→ **Task input**
● ● ● ● ●
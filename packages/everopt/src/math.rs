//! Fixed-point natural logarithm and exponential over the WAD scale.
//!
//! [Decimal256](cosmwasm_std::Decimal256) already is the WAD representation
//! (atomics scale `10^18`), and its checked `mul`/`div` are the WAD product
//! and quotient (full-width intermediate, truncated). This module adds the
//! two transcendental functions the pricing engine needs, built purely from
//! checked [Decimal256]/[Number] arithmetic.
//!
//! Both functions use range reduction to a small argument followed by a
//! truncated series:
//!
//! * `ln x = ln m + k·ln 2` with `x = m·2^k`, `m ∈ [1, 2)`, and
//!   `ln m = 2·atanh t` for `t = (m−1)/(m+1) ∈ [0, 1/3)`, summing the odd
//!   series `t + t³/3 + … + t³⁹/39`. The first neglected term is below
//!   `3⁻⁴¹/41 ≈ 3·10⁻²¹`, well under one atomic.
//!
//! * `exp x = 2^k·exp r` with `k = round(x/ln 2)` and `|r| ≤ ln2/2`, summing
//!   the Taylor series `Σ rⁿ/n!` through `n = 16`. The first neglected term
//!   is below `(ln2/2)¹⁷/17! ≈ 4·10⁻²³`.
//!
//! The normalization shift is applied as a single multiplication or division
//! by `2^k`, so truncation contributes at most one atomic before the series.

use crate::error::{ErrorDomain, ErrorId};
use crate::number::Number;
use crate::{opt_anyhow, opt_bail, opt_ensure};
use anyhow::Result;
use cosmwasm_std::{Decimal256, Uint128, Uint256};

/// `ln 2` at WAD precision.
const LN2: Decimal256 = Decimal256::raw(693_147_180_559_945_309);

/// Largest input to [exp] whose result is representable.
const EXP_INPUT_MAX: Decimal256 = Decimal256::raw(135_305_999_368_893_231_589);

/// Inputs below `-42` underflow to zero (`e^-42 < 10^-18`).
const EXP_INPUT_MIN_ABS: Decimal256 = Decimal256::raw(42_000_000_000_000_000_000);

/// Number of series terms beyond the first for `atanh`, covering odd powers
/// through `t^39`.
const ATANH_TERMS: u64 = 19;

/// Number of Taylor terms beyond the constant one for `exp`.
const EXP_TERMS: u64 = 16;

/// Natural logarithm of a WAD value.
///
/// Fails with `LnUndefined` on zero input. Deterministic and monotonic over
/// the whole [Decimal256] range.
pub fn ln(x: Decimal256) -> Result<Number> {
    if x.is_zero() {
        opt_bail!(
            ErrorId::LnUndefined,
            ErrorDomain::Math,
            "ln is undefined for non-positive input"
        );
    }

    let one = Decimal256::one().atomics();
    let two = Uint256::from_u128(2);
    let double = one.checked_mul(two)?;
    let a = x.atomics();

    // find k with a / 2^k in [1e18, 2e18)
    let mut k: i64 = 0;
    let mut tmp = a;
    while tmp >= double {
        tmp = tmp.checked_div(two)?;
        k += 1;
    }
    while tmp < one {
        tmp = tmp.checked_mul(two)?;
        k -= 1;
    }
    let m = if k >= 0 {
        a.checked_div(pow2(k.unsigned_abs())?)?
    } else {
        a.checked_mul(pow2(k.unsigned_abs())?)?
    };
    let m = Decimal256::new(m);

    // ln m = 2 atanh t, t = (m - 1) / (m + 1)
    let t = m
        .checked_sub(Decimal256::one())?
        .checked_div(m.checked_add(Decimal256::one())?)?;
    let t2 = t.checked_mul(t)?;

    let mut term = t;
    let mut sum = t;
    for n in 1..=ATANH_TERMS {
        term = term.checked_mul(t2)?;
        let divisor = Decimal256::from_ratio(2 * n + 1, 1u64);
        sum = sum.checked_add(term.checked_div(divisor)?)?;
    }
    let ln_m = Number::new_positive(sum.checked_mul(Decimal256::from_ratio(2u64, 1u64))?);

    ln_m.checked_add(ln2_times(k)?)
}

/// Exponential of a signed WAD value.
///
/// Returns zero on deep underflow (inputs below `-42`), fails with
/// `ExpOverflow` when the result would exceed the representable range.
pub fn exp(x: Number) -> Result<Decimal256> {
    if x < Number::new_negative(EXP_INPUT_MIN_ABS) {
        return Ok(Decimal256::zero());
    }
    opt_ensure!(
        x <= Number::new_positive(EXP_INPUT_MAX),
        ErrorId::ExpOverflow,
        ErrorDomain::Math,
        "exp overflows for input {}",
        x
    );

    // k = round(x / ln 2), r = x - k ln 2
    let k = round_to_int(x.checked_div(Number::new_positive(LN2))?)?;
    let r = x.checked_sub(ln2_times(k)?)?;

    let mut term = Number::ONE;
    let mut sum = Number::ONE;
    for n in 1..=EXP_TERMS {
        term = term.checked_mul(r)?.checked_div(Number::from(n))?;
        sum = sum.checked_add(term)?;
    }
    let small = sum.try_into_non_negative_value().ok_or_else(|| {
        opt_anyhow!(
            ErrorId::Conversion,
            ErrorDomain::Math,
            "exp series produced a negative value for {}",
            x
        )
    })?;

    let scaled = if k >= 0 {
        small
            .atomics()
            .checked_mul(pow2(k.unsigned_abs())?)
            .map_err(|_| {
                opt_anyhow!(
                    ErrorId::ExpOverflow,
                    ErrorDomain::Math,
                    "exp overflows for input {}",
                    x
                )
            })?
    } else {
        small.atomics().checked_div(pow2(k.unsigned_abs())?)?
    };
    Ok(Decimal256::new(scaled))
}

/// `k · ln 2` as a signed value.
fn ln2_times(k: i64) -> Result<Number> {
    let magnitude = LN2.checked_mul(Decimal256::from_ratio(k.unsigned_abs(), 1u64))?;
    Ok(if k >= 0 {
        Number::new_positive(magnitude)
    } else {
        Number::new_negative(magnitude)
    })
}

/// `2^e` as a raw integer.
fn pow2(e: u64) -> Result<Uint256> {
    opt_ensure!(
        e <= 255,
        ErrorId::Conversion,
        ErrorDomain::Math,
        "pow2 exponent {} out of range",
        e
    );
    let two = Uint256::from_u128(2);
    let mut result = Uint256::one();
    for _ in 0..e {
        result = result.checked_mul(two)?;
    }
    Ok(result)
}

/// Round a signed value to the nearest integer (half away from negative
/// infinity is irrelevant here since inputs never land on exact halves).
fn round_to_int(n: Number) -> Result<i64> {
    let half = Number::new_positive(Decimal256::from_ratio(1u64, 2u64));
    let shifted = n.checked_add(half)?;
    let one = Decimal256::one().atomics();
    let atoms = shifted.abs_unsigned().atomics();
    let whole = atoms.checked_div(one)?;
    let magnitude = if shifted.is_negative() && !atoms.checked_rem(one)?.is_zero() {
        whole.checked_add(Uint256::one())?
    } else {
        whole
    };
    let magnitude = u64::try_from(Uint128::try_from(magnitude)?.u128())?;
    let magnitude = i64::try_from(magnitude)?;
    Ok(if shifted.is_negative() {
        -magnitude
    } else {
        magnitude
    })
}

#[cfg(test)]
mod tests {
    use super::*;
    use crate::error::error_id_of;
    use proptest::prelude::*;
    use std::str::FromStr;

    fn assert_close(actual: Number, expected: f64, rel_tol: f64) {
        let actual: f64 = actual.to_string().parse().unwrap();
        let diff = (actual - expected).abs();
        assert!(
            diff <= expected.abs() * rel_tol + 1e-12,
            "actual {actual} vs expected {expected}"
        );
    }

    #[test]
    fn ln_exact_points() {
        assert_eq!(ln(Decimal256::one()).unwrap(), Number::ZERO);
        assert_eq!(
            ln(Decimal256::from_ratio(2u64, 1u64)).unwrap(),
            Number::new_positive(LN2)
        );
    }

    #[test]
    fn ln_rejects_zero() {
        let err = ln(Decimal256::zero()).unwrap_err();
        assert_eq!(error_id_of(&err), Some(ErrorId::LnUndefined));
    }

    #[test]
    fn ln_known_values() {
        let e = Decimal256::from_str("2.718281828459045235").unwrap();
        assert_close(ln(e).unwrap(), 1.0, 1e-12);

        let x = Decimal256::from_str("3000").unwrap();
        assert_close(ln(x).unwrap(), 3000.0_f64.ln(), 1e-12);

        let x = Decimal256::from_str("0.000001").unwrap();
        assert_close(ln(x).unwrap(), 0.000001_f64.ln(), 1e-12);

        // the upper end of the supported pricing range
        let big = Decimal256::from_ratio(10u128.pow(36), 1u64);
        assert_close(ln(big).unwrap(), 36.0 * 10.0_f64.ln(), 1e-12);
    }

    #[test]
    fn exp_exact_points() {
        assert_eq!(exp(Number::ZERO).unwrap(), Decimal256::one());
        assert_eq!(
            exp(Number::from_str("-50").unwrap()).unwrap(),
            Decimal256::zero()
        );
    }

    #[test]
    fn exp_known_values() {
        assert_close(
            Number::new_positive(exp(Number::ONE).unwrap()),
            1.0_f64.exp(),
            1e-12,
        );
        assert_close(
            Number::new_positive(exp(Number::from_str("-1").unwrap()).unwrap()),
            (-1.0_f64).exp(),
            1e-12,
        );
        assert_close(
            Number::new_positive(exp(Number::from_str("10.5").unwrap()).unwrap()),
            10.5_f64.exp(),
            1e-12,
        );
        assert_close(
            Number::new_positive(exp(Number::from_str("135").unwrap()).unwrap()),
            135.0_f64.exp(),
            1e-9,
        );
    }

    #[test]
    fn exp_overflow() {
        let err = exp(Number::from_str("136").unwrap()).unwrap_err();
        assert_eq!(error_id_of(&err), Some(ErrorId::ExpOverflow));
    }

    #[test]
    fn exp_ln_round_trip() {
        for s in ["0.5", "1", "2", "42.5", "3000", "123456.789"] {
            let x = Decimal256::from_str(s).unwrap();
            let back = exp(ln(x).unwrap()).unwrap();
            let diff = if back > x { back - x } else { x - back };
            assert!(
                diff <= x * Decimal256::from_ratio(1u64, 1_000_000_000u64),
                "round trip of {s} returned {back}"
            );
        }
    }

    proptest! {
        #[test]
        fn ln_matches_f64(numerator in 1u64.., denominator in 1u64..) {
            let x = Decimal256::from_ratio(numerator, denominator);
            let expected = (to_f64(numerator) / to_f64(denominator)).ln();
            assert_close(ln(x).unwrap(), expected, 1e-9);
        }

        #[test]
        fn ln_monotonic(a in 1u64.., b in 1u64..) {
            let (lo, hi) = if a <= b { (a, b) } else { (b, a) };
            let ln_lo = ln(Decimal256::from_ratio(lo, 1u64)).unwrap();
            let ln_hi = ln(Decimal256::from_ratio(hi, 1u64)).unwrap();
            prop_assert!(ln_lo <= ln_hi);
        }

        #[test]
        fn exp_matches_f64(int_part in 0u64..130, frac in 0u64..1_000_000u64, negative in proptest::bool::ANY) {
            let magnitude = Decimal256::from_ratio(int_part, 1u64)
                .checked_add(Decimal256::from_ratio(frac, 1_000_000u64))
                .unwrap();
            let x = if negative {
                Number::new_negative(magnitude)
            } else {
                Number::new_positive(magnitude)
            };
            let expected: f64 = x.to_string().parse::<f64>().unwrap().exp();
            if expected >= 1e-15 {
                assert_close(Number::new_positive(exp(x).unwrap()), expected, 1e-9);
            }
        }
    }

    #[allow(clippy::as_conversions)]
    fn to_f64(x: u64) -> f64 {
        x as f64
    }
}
● ● ● ● ●
→ **What this task involves**
Among the entries above, how many lines include the word "pricing"? Reply with the number only.

→ **Exercise output**
2